How to complete this task: Within the entries below, the lines from the one with "pub fn validate_grade_value(value: f64)" through the one with "pub fn validate_weight(weight: f64)" are to be set down exactly, both ends kept.

[Collected data entries]
===============
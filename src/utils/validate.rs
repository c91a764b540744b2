use once_cell::sync::Lazy;
use regex::Regex;

use crate::formula::is_function_name;

static EMAIL_RE: Lazy<Regex> = Lazy::new(|| {
    Regex::new(r"^[A-Za-z0-9._%+-]+@[A-Za-z0-9.-]+\.[A-Za-z]{2,}$").expect("Invalid email regex")
});

static ABBREVIATION_RE: Lazy<Regex> = Lazy::new(|| {
    Regex::new(r"^[A-Za-z_][A-Za-z0-9_]{0,15}$").expect("Invalid abbreviation regex")
});

pub const MIN_PASSWORD_LENGTH: usize = 6;
pub const MAX_GRADE: f64 = 10.0;

pub fn validate_email(email: &str) -> Result<(), &'static str> {
    if !EMAIL_RE.is_match(email.trim()) {
        return Err("Email format is invalid");
    }
    Ok(())
}

pub fn validate_password(password: &str) -> Result<(), &'static str> {
    if password.chars().count() < MIN_PASSWORD_LENGTH {
        return Err("Password must be at least 6 characters long");
    }
    Ok(())
}

/// 成绩组成项缩写：公式中的标识符，且不能与函数名冲突
pub fn validate_abbreviation(abbreviation: &str) -> Result<(), &'static str> {
    if !ABBREVIATION_RE.is_match(abbreviation) {
        return Err(
            "Abbreviation must start with a letter or underscore and contain at most 16 letters, digits or underscores",
        );
    }
    if is_function_name(abbreviation) {
        return Err("Abbreviation cannot be a formula function name");
    }
    Ok(())
}

pub fn validate_grade_value(value: f64) -> Result<(), &'static str> {
    if !value.is_finite() || !(0.0..=MAX_GRADE).contains(&value) {
        return Err("Grade must be a number between 0 and 10");
    }
    Ok(())
}

pub fn validate_weight(weight: f64) -> Result<(), &'static str> {
    if !weight.is_finite() || weight < 0.0 {
        return Err("Weight must be a non-negative number");
    }
    Ok(())
}

/// 必填文本字段
pub fn require_text(value: &str, field: &'static str) -> Result<(), String> {
    if value.trim().is_empty() {
        return Err(format!("Field '{field}' is required"));
    }
    Ok(())
}

#[cfg(test)]
mod tests {
    use super::*;

    #[test]
    fn test_email() {
        assert!(validate_email("ana@example.com").is_ok());
        assert!(validate_email(" prof.silva@ifsp.edu.br ").is_ok());
        assert!(validate_email("ana@").is_err());
        assert!(validate_email("not an email").is_err());
    }

    #[test]
    fn test_password_length_counts_chars() {
        assert!(validate_password("12345").is_err());
        assert!(validate_password("123456").is_ok());
        assert!(validate_password("ação12").is_ok());
    }

    #[test]
    fn test_abbreviation() {
        assert!(validate_abbreviation("P1").is_ok());
        assert!(validate_abbreviation("_trab2").is_ok());
        assert!(validate_abbreviation("A234567890123456").is_ok());
        assert!(validate_abbreviation("A2345678901234567").is_err());
        assert!(validate_abbreviation("1P").is_err());
        assert!(validate_abbreviation("P 1").is_err());
        assert!(validate_abbreviation("").is_err());
        assert_eq!(
            validate_abbreviation("max"),
            Err("Abbreviation cannot be a formula function name")
        );
    }

    #[test]
    fn test_grade_value_bounds() {
        assert!(validate_grade_value(0.0).is_ok());
        assert!(validate_grade_value(10.0).is_ok());
        assert!(validate_grade_value(10.01).is_err());
        assert!(validate_grade_value(-0.5).is_err());
        assert!(validate_grade_value(f64::NAN).is_err());
    }

    #[test]
    fn test_require_text() {
        assert!(require_text("Turma A", "name").is_ok());
        assert_eq!(
            require_text("   ", "name").unwrap_err(),
            "Field 'name' is required"
        );
    }
}
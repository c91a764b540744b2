pub mod login;
pub mod logout;
pub mod password_reset;
pub mod register;
pub mod token;

use actix_web::{HttpRequest, HttpResponse, Result as ActixResult, web};
use std::sync::Arc;

use crate::cache::ObjectCache;
use crate::config::AppConfig;
use crate::email::EmailService;
use crate::models::auth::{
    ForgotPasswordRequest, LoginRequest, RegisterRequest, ResetPasswordRequest,
};

crate::services::lazy_service!(AuthService);

impl AuthService {
    pub(crate) fn get_config(&self) -> &AppConfig {
        AppConfig::get()
    }

    pub(crate) fn get_cache(&self, request: &HttpRequest) -> Option<Arc<dyn ObjectCache>> {
        request
            .app_data::<web::Data<Arc<dyn ObjectCache>>>()
            .map(|data| data.get_ref().clone())
    }

    pub(crate) fn get_email(&self, request: &HttpRequest) -> Option<Arc<EmailService>> {
        request
            .app_data::<web::Data<Arc<EmailService>>>()
            .map(|data| data.get_ref().clone())
    }

    // 登录验证
    pub async fn login(
        &self,
        login_request: LoginRequest,
        request: &HttpRequest,
    ) -> ActixResult<HttpResponse> {
        login::handle_login(self, login_request, request).await
    }

    // 用户注册
    pub async fn register(
        &self,
        register_request: RegisterRequest,
        request: &HttpRequest,
    ) -> ActixResult<HttpResponse> {
        register::handle_register(self, register_request, request).await
    }

    // 刷新令牌
    pub async fn refresh_token(&self, request: &HttpRequest) -> ActixResult<HttpResponse> {
        token::handle_refresh_token(self, request).await
    }

    pub async fn logout(&self) -> ActixResult<HttpResponse> {
        logout::handle_logout().await
    }

    // 验证令牌
    pub async fn verify_token(&self, request: &HttpRequest) -> ActixResult<HttpResponse> {
        token::handle_verify_token(self, request).await
    }

    // 获取当前用户信息
    pub async fn get_user(&self, request: &HttpRequest) -> ActixResult<HttpResponse> {
        token::handle_get_user(self, request).await
    }

    pub async fn forgot_password(
        &self,
        forgot_request: ForgotPasswordRequest,
        request: &HttpRequest,
    ) -> ActixResult<HttpResponse> {
        password_reset::handle_forgot_password(self, forgot_request, request).await
    }

    pub async fn reset_password(
        &self,
        reset_request: ResetPasswordRequest,
        request: &HttpRequest,
    ) -> ActixResult<HttpResponse> {
        password_reset::handle_reset_password(self, reset_request, request).await
    }
}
===============
Written reply:
pub fn validate_grade_value(value: f64) -> Result<(), &'static str> {
    if !value.is_finite() || !(0.0..=MAX_GRADE).contains(&value) {
        return Err("Grade must be a number between 0 and 10");
    }
    Ok(())
}

pub fn validate_weight(weight: f64) -> Result<(), &'static str> {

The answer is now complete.